The genome sequence of the facultative chemolithoautotrophic bacterium Ralstonia eutropha H16 exhibited two coding sequences with high homologies to cyanophycin synthetases (CphA) as well as one gene coding for a putative cyanophycinase (CphB). To investigate whether or not the genes cphA H16 (H16_A0774), cphA'H16 (H16_A0775) and cphB H16 (H16_B1013) encode active cyanophycin (CGP) metabolism proteins, several functional analyses were performed. Extensive in silico analysis revealed that all characteristic motifs are conserved within CphAH16, whereas CphA'H16 misses a large part of the so-called J-loop present in other active cyanophycin synthetases.
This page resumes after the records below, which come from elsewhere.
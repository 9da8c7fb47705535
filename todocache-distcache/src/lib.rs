//! todocache Distcache - Peer-Distributed Read-Through Cache
//!
//! A small distributed cache in the groupcache mould:
//!
//! - A [`Group`] is a named, byte-budgeted cache bound to one [`Getter`].
//!   Nothing is ever written into a group directly; values only enter it
//!   through the getter on a miss.
//! - Keys are spread over the peer set with a consistent hash ring. A miss
//!   for a key owned by another node is fetched from that node over HTTP;
//!   a miss for a key owned locally runs the getter.
//! - Concurrent misses for the same key are coalesced into one load.
//! - [`HttpPool`] is both the peer picker and the server side of the peer
//!   protocol; its router must be mounted on the node's own address.
//!
//! Eviction (LRU by bytes, optional TTL) is entirely internal; callers never
//! observe or control it.

pub mod byteview;
pub mod consistenthash;
pub mod error;
pub mod group;
pub mod http;
pub mod peers;
pub mod singleflight;

pub use byteview::ByteView;
pub use error::{BoxError, CacheError, CacheResult};
pub use group::{CacheStats, Getter, Group, GroupOptions};
pub use http::{HttpGetter, HttpPool, HttpPoolOptions, DEFAULT_BASE_PATH};
pub use peers::{NoPeers, PeerGetter, PeerPicker};
//! Write path: new records go straight to the store.
//!
//! The cache is neither populated nor invalidated here. Cached collection
//! and record entries stay stale until the cache engine expires them.

use std::sync::Arc;

use todocache_core::{NewTodo, TodoId};
use todocache_storage::TodoStore;

use crate::error::ApiResult;

pub struct WriteCoordinator {
    store: Arc<dyn TodoStore>,
}

impl WriteCoordinator {
    pub fn new(store: Arc<dyn TodoStore>) -> Self {
        Self { store }
    }

    /// Decode a request body and append the record it describes.
    ///
    /// Any decode failure is rejected before the store is touched.
    pub async fn create(&self, body: &[u8]) -> ApiResult<TodoId> {
        let new_todo: NewTodo = serde_json::from_slice(body)?;

        let id = self.store.insert(&new_todo).await?;
        tracing::info!(id, title = %new_todo.title, "created todo");
        Ok(id)
    }
}
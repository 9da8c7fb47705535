//! todocache Telemetry - Observability Infrastructure
//!
//! Structured logging via tracing-subscriber and Prometheus metrics for the
//! API listener, the cache-serving listener and the store adapter.

pub mod metrics;
pub mod middleware;
pub mod tracer;

pub use metrics::{metrics, metrics_handler, TodoMetrics, METRICS};
pub use middleware::observability_middleware;
pub use tracer::{init_tracing, LogFormat, TelemetryConfig};
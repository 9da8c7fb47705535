//! Process topology: one cache group, one or two listeners.
//!
//! Every node builds the same fill function, cache group and peer pool and
//! serves the cache protocol on its own address. A gateway node additionally
//! serves the public API. Both listeners run under one supervisor: when
//! either stops, for any reason, the node stops with an error.

use std::future::Future;
use std::sync::Arc;

use axum::Router;
use tokio::net::TcpListener;
use tokio::task::JoinSet;
use todocache_distcache::{Group, GroupOptions, HttpPool};
use todocache_storage::TodoStore;
use tower_http::trace::TraceLayer;

use crate::config::NodeConfig;
use crate::error::{ApiError, ApiResult};
use crate::fill::TodoFiller;
use crate::routes::create_api_router;
use crate::state::AppState;

/// The wired-up components of one node, before any listener is bound.
pub struct Node {
    pub group: Group,
    pub pool: Arc<HttpPool>,
    store: Arc<dyn TodoStore>,
}

impl Node {
    /// Store, then fill function, then group, then peers.
    pub fn build(config: &NodeConfig, store: Arc<dyn TodoStore>) -> ApiResult<Self> {
        let filler = Arc::new(TodoFiller::new(Arc::clone(&store)));

        let mut options = GroupOptions::new(config.cache_bytes);
        if let Some(ttl) = config.cache_ttl {
            options = options.with_ttl(ttl);
        }
        let group = Group::new(config.group.clone(), options, filler);

        let pool = Arc::new(HttpPool::new(config.self_url.clone()));
        pool.set(&config.peers);
        group
            .register_peers(pool.clone())
            .map_err(|e| ApiError::internal_error(e.to_string()))?;

        Ok(Self { group, pool, store })
    }

    /// Router for cache-protocol traffic on the node's own address.
    pub fn cache_router(&self) -> Router {
        self.pool
            .router([self.group.clone()])
            .layer(TraceLayer::new_for_http())
    }

    /// Router for the public API, sharing this node's group.
    pub fn api_router(&self) -> Router {
        let cache = Arc::new(self.group.clone());
        create_api_router(AppState::new(cache, Arc::clone(&self.store)))
    }
}

/// Run a node until Ctrl-C.
pub async fn run(config: NodeConfig, store: Arc<dyn TodoStore>) -> ApiResult<()> {
    run_until(config, store, shutdown_signal()).await
}

/// Run a node until `shutdown` resolves or a listener stops.
///
/// Both listeners are bound before either starts serving, so a bind
/// failure on either address fails the node without serving anything.
pub async fn run_until<F>(
    config: NodeConfig,
    store: Arc<dyn TodoStore>,
    shutdown: F,
) -> ApiResult<()>
where
    F: Future<Output = ()> + Send,
{
    let node = Node::build(&config, store)?;

    let cache_listener = bind("cache", &config.cache_bind_addr()?).await?;
    let api_listener = if config.api_enabled {
        Some(bind("api", &config.api_bind_addr()?).await?)
    } else {
        None
    };

    tracing::info!(
        self_url = %config.self_url,
        group = %config.group,
        cache_bytes = config.cache_bytes,
        api = config.api_enabled,
        "Starting todocache node"
    );

    let mut tasks = JoinSet::new();
    tasks.spawn(serve("cache", cache_listener, node.cache_router()));
    if let Some(listener) = api_listener {
        tasks.spawn(serve("api", listener, node.api_router()));
    }

    let outcome = tokio::select! {
        Some(joined) = tasks.join_next() => Err(match joined {
            Ok(Ok(role)) => ApiError::internal_error(format!("{} listener exited", role)),
            Ok(Err(err)) => err,
            Err(err) => ApiError::internal_error(format!("Listener task failed: {}", err)),
        }),
        _ = shutdown => {
            tracing::info!("Shutdown signal received");
            Ok(())
        }
    };

    tasks.abort_all();
    if let Err(err) = &outcome {
        tracing::error!(error = %err, "Node stopped");
    }
    outcome
}

async fn bind(role: &'static str, addr: &str) -> ApiResult<TcpListener> {
    let listener = TcpListener::bind(addr).await.map_err(|e| {
        ApiError::internal_error(format!("Failed to bind {} listener on {}: {}", role, addr, e))
    })?;
    tracing::info!(role, addr, "Listener bound");
    Ok(listener)
}

async fn serve(role: &'static str, listener: TcpListener, app: Router) -> ApiResult<&'static str> {
    axum::serve(listener, app)
        .await
        .map_err(|e| ApiError::internal_error(format!("{} listener failed: {}", role, e)))?;
    Ok(role)
}

async fn shutdown_signal() {
    if let Err(err) = tokio::signal::ctrl_c().await {
        tracing::warn!(error = %err, "Ctrl-C handler unavailable, running until a listener stops");
        std::future::pending::<()>().await;
    }
}
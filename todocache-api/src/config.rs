//! Node Configuration
//!
//! Command-line flags (each with an environment fallback) and their
//! resolution into the addresses a node binds and the peer set it shares
//! with every other node in the deployment.

use std::collections::BTreeMap;
use std::time::Duration;

use clap::Parser;
use thiserror::Error;

use crate::error::ApiError;

/// Public gateway address used when `--api-addr` is not given.
pub const DEFAULT_API_ADDR: &str = "http://localhost:9999";

/// Cache group every node registers.
pub const DEFAULT_GROUP: &str = "todos";

/// Local cache budget in bytes.
pub const DEFAULT_CACHE_BYTES: u64 = 2 << 10;

/// Cache peers used when no `--peer` is given: ports 8001-8003 on localhost.
pub fn default_peer_map() -> BTreeMap<u16, String> {
    (8001..=8003)
        .map(|port| (port, format!("http://localhost:{}", port)))
        .collect()
}

// ============================================================================
// ERRORS
// ============================================================================

#[derive(Debug, Clone, Error, PartialEq, Eq)]
pub enum ConfigError {
    #[error("port {port} is not in the peer map (known ports: {known})")]
    UnknownPort { port: u16, known: String },

    #[error("invalid peer '{value}', expected PORT=URL")]
    InvalidPeer { value: String },

    #[error("cannot derive a listen address from '{url}'")]
    InvalidUrl { url: String },

    #[error("cache budget must be greater than zero")]
    ZeroCacheBytes,
}

impl From<ConfigError> for ApiError {
    fn from(err: ConfigError) -> Self {
        ApiError::invalid_input(err.to_string())
    }
}

// ============================================================================
// CLI
// ============================================================================

/// todocache node: cache peer, optionally also the public API gateway.
#[derive(Parser, Debug, Clone)]
#[command(name = "todocache", author, version, about, long_about = None)]
pub struct Cli {
    /// Cache-serving port of this node; must appear in the peer map
    #[arg(long, env = "TODOCACHE_PORT", default_value_t = 8001)]
    pub port: u16,

    /// Also serve the public API on --api-addr
    #[arg(long, env = "TODOCACHE_API")]
    pub api: bool,

    /// Public API gateway address
    #[arg(long, env = "TODOCACHE_API_ADDR", default_value = DEFAULT_API_ADDR)]
    pub api_addr: String,

    /// Cache peer as PORT=URL; repeat for each node (defaults to 8001-8003 on localhost)
    #[arg(long = "peer", value_name = "PORT=URL", value_parser = parse_peer)]
    pub peers: Vec<(u16, String)>,

    /// Cache group name; identical on every node
    #[arg(long, env = "TODOCACHE_GROUP", default_value = DEFAULT_GROUP)]
    pub group: String,

    /// Local cache budget in bytes
    #[arg(long, env = "TODOCACHE_CACHE_BYTES", default_value_t = DEFAULT_CACHE_BYTES)]
    pub cache_bytes: u64,

    /// Expire cached records this many seconds after they were loaded
    #[arg(long, env = "TODOCACHE_CACHE_TTL_SECS")]
    pub cache_ttl_secs: Option<u64>,
}

fn parse_peer(value: &str) -> Result<(u16, String), ConfigError> {
    let invalid = || ConfigError::InvalidPeer {
        value: value.to_string(),
    };
    let (port, url) = value.split_once('=').ok_or_else(invalid)?;
    let port = port.trim().parse::<u16>().map_err(|_| invalid())?;
    let url = url.trim();
    if url.is_empty() {
        return Err(invalid());
    }
    Ok((port, url.to_string()))
}

// ============================================================================
// NODE CONFIG
// ============================================================================

/// Fully resolved startup parameters of one node.
#[derive(Debug, Clone, PartialEq, Eq)]
pub struct NodeConfig {
    /// This node's cache-serving URL, as listed in the peer set.
    pub self_url: String,
    /// Every cache node in the deployment, self included, ordered by port.
    pub peers: Vec<String>,
    pub api_enabled: bool,
    pub api_url: String,
    pub group: String,
    pub cache_bytes: u64,
    pub cache_ttl: Option<Duration>,
}

impl NodeConfig {
    /// Resolve flags against the peer map.
    pub fn from_cli(cli: &Cli) -> Result<Self, ConfigError> {
        let peer_map = if cli.peers.is_empty() {
            default_peer_map()
        } else {
            cli.peers.iter().cloned().collect()
        };
        Self::resolve(cli, &peer_map)
    }

    fn resolve(cli: &Cli, peer_map: &BTreeMap<u16, String>) -> Result<Self, ConfigError> {
        let self_url = peer_map
            .get(&cli.port)
            .cloned()
            .ok_or_else(|| ConfigError::UnknownPort {
                port: cli.port,
                known: peer_map
                    .keys()
                    .map(u16::to_string)
                    .collect::<Vec<_>>()
                    .join(", "),
            })?;
        if cli.cache_bytes == 0 {
            return Err(ConfigError::ZeroCacheBytes);
        }

        let config = Self {
            self_url,
            peers: peer_map.values().cloned().collect(),
            api_enabled: cli.api,
            api_url: cli.api_addr.clone(),
            group: cli.group.clone(),
            cache_bytes: cli.cache_bytes,
            cache_ttl: cli.cache_ttl_secs.map(Duration::from_secs),
        };
        // Fail on unusable addresses before anything is started.
        config.cache_bind_addr()?;
        if config.api_enabled {
            config.api_bind_addr()?;
        }
        Ok(config)
    }

    /// Address the cache-serving listener binds.
    pub fn cache_bind_addr(&self) -> Result<String, ConfigError> {
        bind_addr_from_url(&self.self_url)
    }

    /// Address the API listener binds.
    pub fn api_bind_addr(&self) -> Result<String, ConfigError> {
        bind_addr_from_url(&self.api_url)
    }
}

/// Listen address for a node URL: the URL without its scheme.
///
/// `http://localhost:8001` binds `localhost:8001`.
pub fn bind_addr_from_url(url: &str) -> Result<String, ConfigError> {
    let rest = url
        .trim()
        .split_once("://")
        .map(|(_, rest)| rest)
        .unwrap_or(url.trim())
        .trim_end_matches('/');

    if rest.is_empty() || rest.contains('/') || !rest.contains(':') {
        return Err(ConfigError::InvalidUrl {
            url: url.to_string(),
        });
    }
    Ok(rest.to_string())
}
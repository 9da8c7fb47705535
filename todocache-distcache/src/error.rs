//! Error types for cache group operations

use std::sync::Arc;

use thiserror::Error;

/// Boxed error returned by getters.
pub type BoxError = Box<dyn std::error::Error + Send + Sync + 'static>;

/// Errors returned by [`crate::Group`] lookups and peer plumbing.
///
/// Cloneable so a single in-flight load can hand the same outcome to every
/// caller waiting on it.
#[derive(Debug, Clone, Error)]
pub enum CacheError {
    #[error("cache key is required")]
    EmptyKey,

    #[error("getter failed for key {key}: {source}")]
    Getter {
        key: String,
        #[source]
        source: Arc<dyn std::error::Error + Send + Sync + 'static>,
    },

    #[error("peer {peer} failed: {reason}")]
    Peer { peer: String, reason: String },

    /// The owning peer ran its getter and the key does not exist.
    #[error("key {key} not found on peer {peer}")]
    PeerNotFound { peer: String, key: String },

    #[error("peers already registered for group {group}")]
    PeersAlreadyRegistered { group: String },

    #[error("no such group: {group}")]
    UnknownGroup { group: String },
}

impl CacheError {
    pub fn getter(key: impl Into<String>, source: BoxError) -> Self {
        Self::Getter {
            key: key.into(),
            source: Arc::from(source),
        }
    }

    pub fn peer(peer: impl Into<String>, reason: impl Into<String>) -> Self {
        Self::Peer {
            peer: peer.into(),
            reason: reason.into(),
        }
    }

    /// Downcast the getter's original error, if this is a getter failure.
    pub fn getter_source<E: std::error::Error + 'static>(&self) -> Option<&E> {
        match self {
            Self::Getter { source, .. } => source.downcast_ref::<E>(),
            _ => None,
        }
    }
}

/// Result type for cache operations.
pub type CacheResult<T> = Result<T, CacheError>;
Although transcription of both genes was demonstrated by RT-PCR, and heterologously expressed cphA genes led to light-scattering inclusions in recombinant cells of Escherichia coli, no CGP could be isolated from the cells or detected by HPLC analysis. For all enzyme assay experiments carried out, significant enzyme activities were determined for CphA and CphA' in recombinant E. coli cells if crude cell extracts were applied. Homologous expression of cphA genes in cells of R. eutropha H16∆phaC1 did not result in the formation of light-scattering inclusions, and no CGP could be isolated from the cells or detected by HPLC analysis. No transcription of cphB encoding a putative cyanophycinase could be detected by RT-PCR analysis and no overexpression was achieved in several strains of E. coli. Furthermore, no enzyme activity was detected by using CGP overlay agar plates.